• _About this task_
Only a number is wanted here: the count of lines in the entries below that contain the word "MailfetchError".

• _Source data_

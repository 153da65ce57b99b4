//! Logging setup for the host binary.

use tracing_subscriber::{fmt, layer::SubscriberExt, EnvFilter, Registry};

use crate::error::MailfetchError;

/// Installs the global subscriber and routes `log` records into it.
///
/// `RUST_LOG` wins over `default_level` when set.
pub fn init_logging(default_level: &str) -> Result<(), MailfetchError> {
    tracing_log::LogTracer::init().map_err(|e| MailfetchError::Logging(e.to_string()))?;

    let env_filter = EnvFilter::try_from_default_env()
        .or_else(|_| EnvFilter::try_new(default_level))
        .map_err(|e| MailfetchError::Logging(e.to_string()))?;
    let fmt_layer = fmt::layer().with_target(false);

    let subscriber = Registry::default().with(env_filter).with(fmt_layer);
    tracing::subscriber::set_global_default(subscriber)
        .map_err(|e| MailfetchError::Logging(e.to_string()))?;

    tracing::debug!("Logging initialised at '{}'", default_level);
    Ok(())
}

• _Answer to this problem_
5